Use the entries below to count the lines that hold the word "before"; answer with the number only.

[Start of section]

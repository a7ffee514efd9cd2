//! Catalog normalization: validates the raw input rows, parses every DSL
//! field, resolves `before`/`after`/`apart_from` references, and expands
//! each event into its instance slots.

use std::collections::HashMap;

use serde::{Deserialize, Serialize};
use tracing::debug;

use crate::dsl::{parse_constraint, Constraint, ConstraintKind, ConstraintRef, Frequency, WindowSpec};
use crate::error::ScheduleError;

/// One row of the input table: a recurring event and its constraints.
#[derive(Debug, Clone, Serialize, Deserialize)]
pub struct Event {
    pub name: String,
    pub category: String,
    pub unit: String,
    #[serde(default)]
    pub amount: Option<f64>,
    #[serde(default)]
    pub divisor: Option<i32>,
    pub frequency: String,
    #[serde(default)]
    pub constraints: Vec<String>,
    #[serde(default)]
    pub windows: Vec<String>,
    #[serde(default)]
    pub note: Option<String>,
}

/// A constraint after reference resolution: `targets` names the resolved
/// event indices into the owning `Catalog`, empty for `Apart` (within-group).
#[derive(Debug, Clone)]
pub struct ResolvedConstraint {
    pub kind: ConstraintKind,
    pub gap_minutes: i32,
    pub targets: Vec<usize>,
}

#[derive(Debug, Clone)]
pub struct NormalizedEvent {
    pub name: String,
    pub category: String,
    pub unit: String,
    pub amount: Option<f64>,
    pub divisor: Option<i32>,
    pub instance_count: u32,
    pub constraints: Vec<ResolvedConstraint>,
    pub windows: Vec<WindowSpec>,
    pub note: Option<String>,
}

/// The full, validated catalog: events in their original order plus the
/// lookup indices reference resolution used.
#[derive(Debug, Clone)]
pub struct Catalog {
    pub events: Vec<NormalizedEvent>,
    name_index: HashMap<String, usize>,
    category_index: HashMap<String, Vec<usize>>,
}

impl Catalog {
    /// Validate, parse and expand raw `Event` rows. `global_windows` is
    /// applied to any event that specifies no windows of its own.
    pub fn normalize(events: Vec<Event>, global_windows: &[String]) -> Result<Catalog, ScheduleError> {
        let mut name_index = HashMap::new();
        for (idx, e) in events.iter().enumerate() {
            if name_index.insert(e.name.clone(), idx).is_some() {
                return Err(ScheduleError::DuplicateEvent { name: e.name.clone() });
            }
        }

        let mut category_index: HashMap<String, Vec<usize>> = HashMap::new();
        for (idx, e) in events.iter().enumerate() {
            category_index.entry(e.category.clone()).or_default().push(idx);
        }

        let global_windows = parse_windows(global_windows)?;

        let mut normalized = Vec::with_capacity(events.len());
        for e in &events {
            let frequency = Frequency::parse(&e.frequency)?;

            let constraints = e
                .constraints
                .iter()
                .map(|text| parse_constraint(text))
                .collect::<Result<Vec<Constraint>, _>>()?;

            let resolved = constraints
                .into_iter()
                .map(|c| resolve(&e.name, c, &name_index, &category_index))
                .collect::<Result<Vec<_>, _>>()?;

            let windows = if e.windows.is_empty() {
                global_windows.clone()
            } else {
                parse_windows(&e.windows)?
            };

            debug!(event = %e.name, instances = frequency.instances_per_day(), "normalized event");

            normalized.push(NormalizedEvent {
                name: e.name.clone(),
                category: e.category.clone(),
                unit: e.unit.clone(),
                amount: e.amount,
                divisor: e.divisor,
                instance_count: frequency.instances_per_day(),
                constraints: resolved,
                windows,
                note: e.note.clone(),
            });
        }

        Ok(Catalog { events: normalized, name_index, category_index })
    }

    pub fn index_of(&self, name: &str) -> Option<usize> {
        self.name_index.get(name).copied()
    }

    pub fn category(&self, category: &str) -> &[usize] {
        self.category_index.get(category).map(Vec::as_slice).unwrap_or(&[])
    }
}

fn parse_windows(texts: &[String]) -> Result<Vec<WindowSpec>, ScheduleError> {
    texts.iter().map(|t| WindowSpec::parse(t)).collect()
}

/// Resolve a constraint's `ref` string to concrete target event indices.
/// An exact event-name match wins over a category match when both exist.
fn resolve(
    owner: &str,
    c: Constraint,
    name_index: &HashMap<String, usize>,
    category_index: &HashMap<String, Vec<usize>>,
) -> Result<ResolvedConstraint, ScheduleError> {
    let targets = match &c.reference {
        ConstraintRef::WithinGroup => Vec::new(),
        ConstraintRef::Unresolved(reference) => {
            if let Some(&idx) = name_index.get(reference) {
                vec![idx]
            } else if let Some(indices) = category_index.get(reference) {
                indices.clone()
            } else {
                return Err(ScheduleError::UnknownReference {
                    owner: owner.to_string(),
                    reference: reference.clone(),
                });
            }
        }
    };

    Ok(ResolvedConstraint { kind: c.kind, gap_minutes: c.gap_minutes, targets })
}

#[cfg(test)]
mod tests {
    use super::*;

    fn event(name: &str, category: &str, frequency: &str, constraints: &[&str]) -> Event {
        Event {
            name: name.to_string(),
            category: category.to_string(),
            unit: "unit".to_string(),
            amount: None,
            divisor: None,
            frequency: frequency.to_string(),
            constraints: constraints.iter().map(|s| s.to_string()).collect(),
            windows: Vec::new(),
            note: None,
        }
    }

    #[test]
    fn rejects_duplicate_names() {
        let events = vec![event("pill", "med", "1x daily", &[]), event("pill", "med", "1x daily", &[])];
        let err = Catalog::normalize(events, &[]).unwrap_err();
        assert!(matches!(err, ScheduleError::DuplicateEvent { .. }));
    }

    #[test]
    fn resolves_entity_name_over_category_tie() {
        // "food" is both a category and (in this catalog) an event name.
        let events = vec![
            event("food", "med", "1x daily", &[]),
            event("porridge", "food", "1x daily", &[]),
            event("supplement", "vitamin", "1x daily", &["≥1h before food"]),
        ];
        let catalog = Catalog::normalize(events, &[]).unwrap();
        let supplement = catalog.events.iter().find(|e| e.name == "supplement").unwrap();
        let targets = &supplement.constraints[0].targets;
        assert_eq!(targets, &vec![catalog.index_of("food").unwrap()]);
    }

    #[test]
    fn resolves_category_reference() {
        let events = vec![
            event("breakfast", "meal", "1x daily", &[]),
            event("lunch", "meal", "1x daily", &[]),
            event("vitamin", "supplement", "1x daily", &["≥0.5h after meal"]),
        ];
        let catalog = Catalog::normalize(events, &[]).unwrap();
        let vitamin = catalog.events.iter().find(|e| e.name == "vitamin").unwrap();
        let mut targets = vitamin.constraints[0].targets.clone();
        targets.sort();
        let mut expected = vec![catalog.index_of("breakfast").unwrap(), catalog.index_of("lunch").unwrap()];
        expected.sort();
        assert_eq!(targets, expected);
    }

    #[test]
    fn unknown_reference_fails() {
        let events = vec![event("supplement", "vitamin", "1x daily", &["≥1h before nothing"])];
        let err = Catalog::normalize(events, &[]).unwrap_err();
        assert!(matches!(err, ScheduleError::UnknownReference { .. }));
    }

    #[test]
    fn applies_global_windows_when_event_has_none() {
        let events = vec![event("pill", "med", "1x daily", &[])];
        let catalog = Catalog::normalize(events, &["08:00".to_string()]).unwrap();
        assert_eq!(catalog.events[0].windows, vec![WindowSpec::Anchor(480)]);
    }

    #[test]
    fn expands_instance_count_from_frequency() {
        let events = vec![event("ibuprofen", "med", "3x daily", &["≥4h apart"])];
        let catalog = Catalog::normalize(events, &[]).unwrap();
        assert_eq!(catalog.events[0].instance_count, 3);
    }
}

[End of section]

▶ **SOLUTION**: 3